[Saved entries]
────────────────

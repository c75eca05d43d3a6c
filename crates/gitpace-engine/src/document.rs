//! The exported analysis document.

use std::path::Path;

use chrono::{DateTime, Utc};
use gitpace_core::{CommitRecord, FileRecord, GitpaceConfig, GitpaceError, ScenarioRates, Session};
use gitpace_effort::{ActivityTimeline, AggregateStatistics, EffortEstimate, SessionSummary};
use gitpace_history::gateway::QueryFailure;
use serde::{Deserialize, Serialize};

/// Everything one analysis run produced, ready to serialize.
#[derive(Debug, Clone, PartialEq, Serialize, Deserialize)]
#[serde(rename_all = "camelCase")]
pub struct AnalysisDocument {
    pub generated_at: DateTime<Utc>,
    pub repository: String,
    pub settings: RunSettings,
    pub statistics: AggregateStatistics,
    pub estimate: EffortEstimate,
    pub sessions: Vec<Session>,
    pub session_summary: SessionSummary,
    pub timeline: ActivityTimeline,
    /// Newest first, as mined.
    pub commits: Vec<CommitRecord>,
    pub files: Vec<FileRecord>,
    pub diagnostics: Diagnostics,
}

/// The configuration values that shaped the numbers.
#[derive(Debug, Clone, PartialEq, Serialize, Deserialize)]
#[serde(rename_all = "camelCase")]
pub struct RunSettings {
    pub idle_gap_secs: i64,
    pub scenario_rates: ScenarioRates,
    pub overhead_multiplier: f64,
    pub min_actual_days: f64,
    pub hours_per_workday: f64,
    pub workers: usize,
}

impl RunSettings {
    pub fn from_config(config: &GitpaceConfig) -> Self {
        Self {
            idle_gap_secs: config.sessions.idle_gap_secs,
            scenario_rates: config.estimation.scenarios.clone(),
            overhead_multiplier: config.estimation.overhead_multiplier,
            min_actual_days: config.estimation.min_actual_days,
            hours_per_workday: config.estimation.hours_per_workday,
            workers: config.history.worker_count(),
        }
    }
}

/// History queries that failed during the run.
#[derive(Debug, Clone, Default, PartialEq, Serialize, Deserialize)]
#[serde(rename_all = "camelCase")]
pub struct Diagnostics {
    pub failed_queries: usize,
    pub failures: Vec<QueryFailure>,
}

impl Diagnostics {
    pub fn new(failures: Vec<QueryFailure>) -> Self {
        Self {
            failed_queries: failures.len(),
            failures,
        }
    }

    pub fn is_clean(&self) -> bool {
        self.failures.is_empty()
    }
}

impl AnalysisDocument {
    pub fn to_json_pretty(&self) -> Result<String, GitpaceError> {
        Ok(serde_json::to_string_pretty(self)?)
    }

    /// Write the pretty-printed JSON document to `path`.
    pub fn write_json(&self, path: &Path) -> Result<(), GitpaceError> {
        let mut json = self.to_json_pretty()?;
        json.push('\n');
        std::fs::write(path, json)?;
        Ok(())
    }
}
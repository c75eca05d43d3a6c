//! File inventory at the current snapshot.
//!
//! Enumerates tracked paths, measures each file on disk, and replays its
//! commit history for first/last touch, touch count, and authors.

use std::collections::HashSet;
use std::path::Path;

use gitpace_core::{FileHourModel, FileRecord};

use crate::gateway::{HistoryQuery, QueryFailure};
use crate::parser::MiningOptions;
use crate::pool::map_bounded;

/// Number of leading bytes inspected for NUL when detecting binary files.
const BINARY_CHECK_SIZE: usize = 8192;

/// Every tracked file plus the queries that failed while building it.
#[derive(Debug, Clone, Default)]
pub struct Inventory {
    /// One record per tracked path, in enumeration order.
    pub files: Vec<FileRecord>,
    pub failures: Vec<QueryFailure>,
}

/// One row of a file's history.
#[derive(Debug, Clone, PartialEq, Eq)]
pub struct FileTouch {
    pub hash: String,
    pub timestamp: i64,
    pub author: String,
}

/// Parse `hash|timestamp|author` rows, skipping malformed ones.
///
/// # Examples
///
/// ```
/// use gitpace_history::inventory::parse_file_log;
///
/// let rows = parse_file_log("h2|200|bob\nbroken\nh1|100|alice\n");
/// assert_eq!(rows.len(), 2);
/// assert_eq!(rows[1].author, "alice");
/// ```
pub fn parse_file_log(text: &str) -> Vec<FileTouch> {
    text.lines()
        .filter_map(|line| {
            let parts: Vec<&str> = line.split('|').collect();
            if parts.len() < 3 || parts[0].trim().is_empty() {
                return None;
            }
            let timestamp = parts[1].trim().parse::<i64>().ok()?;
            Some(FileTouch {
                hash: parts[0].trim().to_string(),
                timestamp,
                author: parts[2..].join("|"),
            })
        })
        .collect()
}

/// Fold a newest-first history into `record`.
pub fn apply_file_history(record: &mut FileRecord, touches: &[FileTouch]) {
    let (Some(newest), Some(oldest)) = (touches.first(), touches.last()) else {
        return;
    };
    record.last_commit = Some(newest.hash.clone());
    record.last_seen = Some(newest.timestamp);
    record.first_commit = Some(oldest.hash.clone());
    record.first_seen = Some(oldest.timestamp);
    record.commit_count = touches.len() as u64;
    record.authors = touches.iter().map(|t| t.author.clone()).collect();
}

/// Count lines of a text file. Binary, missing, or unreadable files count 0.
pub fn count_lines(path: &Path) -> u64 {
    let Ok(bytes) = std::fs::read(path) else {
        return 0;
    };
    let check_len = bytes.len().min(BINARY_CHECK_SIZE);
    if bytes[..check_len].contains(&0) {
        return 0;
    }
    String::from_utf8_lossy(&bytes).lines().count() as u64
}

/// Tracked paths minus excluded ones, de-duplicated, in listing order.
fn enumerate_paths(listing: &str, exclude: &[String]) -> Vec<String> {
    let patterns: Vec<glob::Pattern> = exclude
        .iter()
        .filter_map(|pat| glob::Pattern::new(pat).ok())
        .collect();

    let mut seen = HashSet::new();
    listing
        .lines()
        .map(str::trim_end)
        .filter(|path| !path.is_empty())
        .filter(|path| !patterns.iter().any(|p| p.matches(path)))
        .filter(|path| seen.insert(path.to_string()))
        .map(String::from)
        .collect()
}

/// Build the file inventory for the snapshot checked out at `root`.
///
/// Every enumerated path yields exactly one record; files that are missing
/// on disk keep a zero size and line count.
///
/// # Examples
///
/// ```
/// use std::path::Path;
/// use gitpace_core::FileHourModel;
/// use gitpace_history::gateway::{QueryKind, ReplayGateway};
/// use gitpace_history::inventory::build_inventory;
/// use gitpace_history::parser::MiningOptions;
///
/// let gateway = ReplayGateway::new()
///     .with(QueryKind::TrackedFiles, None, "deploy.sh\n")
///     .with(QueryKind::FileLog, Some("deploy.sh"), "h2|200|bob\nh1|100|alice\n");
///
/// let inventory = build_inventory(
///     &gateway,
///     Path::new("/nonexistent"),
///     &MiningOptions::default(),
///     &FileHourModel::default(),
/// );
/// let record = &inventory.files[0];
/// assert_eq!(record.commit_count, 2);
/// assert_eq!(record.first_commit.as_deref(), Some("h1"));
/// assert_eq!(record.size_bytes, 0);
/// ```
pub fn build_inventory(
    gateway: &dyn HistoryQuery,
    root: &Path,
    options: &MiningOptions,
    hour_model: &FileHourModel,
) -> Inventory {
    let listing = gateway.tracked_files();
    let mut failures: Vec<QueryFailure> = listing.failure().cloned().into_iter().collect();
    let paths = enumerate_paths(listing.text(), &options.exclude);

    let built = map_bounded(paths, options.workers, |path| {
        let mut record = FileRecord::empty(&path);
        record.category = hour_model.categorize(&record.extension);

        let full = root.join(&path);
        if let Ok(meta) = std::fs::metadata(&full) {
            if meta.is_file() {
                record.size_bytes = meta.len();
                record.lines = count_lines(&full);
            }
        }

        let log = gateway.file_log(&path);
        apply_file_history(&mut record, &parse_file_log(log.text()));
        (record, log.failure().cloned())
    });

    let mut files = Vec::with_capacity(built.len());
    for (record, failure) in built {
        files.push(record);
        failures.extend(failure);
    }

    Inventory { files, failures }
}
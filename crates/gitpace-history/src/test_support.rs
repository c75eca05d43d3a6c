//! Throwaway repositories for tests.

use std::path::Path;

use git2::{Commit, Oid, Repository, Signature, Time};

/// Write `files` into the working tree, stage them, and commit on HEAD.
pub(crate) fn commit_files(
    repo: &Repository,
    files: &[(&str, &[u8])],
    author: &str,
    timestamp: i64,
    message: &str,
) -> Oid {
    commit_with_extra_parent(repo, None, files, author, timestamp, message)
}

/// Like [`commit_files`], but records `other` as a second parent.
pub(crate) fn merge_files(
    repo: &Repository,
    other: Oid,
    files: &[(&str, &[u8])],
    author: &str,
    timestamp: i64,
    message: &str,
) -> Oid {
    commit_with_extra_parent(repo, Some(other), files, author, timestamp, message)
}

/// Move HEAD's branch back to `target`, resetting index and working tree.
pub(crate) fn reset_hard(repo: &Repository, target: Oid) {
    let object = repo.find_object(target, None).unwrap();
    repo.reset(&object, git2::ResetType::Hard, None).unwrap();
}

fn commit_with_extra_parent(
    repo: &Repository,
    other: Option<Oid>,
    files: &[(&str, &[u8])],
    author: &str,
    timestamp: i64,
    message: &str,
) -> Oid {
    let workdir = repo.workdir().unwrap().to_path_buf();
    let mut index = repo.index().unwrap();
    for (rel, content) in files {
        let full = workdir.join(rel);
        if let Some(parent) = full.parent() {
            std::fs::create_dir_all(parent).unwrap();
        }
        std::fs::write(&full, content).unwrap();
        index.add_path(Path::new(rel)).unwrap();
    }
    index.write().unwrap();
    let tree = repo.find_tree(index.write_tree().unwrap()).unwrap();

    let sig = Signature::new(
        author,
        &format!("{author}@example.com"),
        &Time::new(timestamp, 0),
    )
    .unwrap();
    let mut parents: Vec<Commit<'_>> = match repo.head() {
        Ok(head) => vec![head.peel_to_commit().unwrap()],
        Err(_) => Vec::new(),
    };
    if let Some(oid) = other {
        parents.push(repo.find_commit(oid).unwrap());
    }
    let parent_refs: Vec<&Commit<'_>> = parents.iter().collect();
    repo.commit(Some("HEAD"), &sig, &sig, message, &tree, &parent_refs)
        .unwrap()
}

────────────────

**EXERCISE DETAILS**
Every line in the data above that includes the word "other" should be copied.

**ANSWER FOR THIS EXERCISE**
/// Like [`commit_files`], but records `other` as a second parent.
    other: Oid,
    commit_with_extra_parent(repo, Some(other), files, author, timestamp, message)
    other: Option<Oid>,
    if let Some(oid) = other {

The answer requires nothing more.